- **Task inputs**
==============================
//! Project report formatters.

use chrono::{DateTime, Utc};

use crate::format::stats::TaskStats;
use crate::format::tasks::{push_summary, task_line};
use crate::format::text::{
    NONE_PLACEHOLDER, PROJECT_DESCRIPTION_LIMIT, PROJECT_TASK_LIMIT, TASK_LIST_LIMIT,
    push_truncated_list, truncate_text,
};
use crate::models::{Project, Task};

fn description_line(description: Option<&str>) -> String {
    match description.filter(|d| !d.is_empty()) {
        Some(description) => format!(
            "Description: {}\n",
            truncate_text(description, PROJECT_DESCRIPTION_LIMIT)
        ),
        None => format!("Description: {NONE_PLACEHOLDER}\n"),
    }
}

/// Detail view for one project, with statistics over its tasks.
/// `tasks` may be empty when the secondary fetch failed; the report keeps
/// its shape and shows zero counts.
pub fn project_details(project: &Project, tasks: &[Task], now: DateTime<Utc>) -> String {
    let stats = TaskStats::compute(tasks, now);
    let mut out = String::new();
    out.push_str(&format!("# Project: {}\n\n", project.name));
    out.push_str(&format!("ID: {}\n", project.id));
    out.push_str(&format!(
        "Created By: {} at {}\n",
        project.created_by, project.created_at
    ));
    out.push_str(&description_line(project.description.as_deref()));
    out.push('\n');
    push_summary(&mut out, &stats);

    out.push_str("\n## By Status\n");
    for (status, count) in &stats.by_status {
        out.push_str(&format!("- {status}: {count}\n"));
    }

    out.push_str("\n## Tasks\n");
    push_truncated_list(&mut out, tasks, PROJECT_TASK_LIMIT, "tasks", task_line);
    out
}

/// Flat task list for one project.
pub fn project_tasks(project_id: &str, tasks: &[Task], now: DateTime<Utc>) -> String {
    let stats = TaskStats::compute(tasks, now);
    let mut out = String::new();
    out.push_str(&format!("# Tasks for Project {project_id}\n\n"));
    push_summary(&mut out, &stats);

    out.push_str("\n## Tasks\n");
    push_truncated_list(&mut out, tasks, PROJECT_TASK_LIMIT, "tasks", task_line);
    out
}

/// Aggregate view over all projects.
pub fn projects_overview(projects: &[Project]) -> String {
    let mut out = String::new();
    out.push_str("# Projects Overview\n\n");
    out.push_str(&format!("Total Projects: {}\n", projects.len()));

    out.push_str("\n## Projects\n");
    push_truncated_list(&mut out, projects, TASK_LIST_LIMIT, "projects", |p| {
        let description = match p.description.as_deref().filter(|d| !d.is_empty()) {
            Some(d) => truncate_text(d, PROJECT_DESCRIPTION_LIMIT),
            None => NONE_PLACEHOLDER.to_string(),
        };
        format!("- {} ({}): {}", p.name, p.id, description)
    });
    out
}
==============================
- **Your task**
The answer must consist of every line from the listing above that includes the word "report".

- **Exercise output**
//! Project report formatters.
/// `tasks` may be empty when the secondary fetch failed; the report keeps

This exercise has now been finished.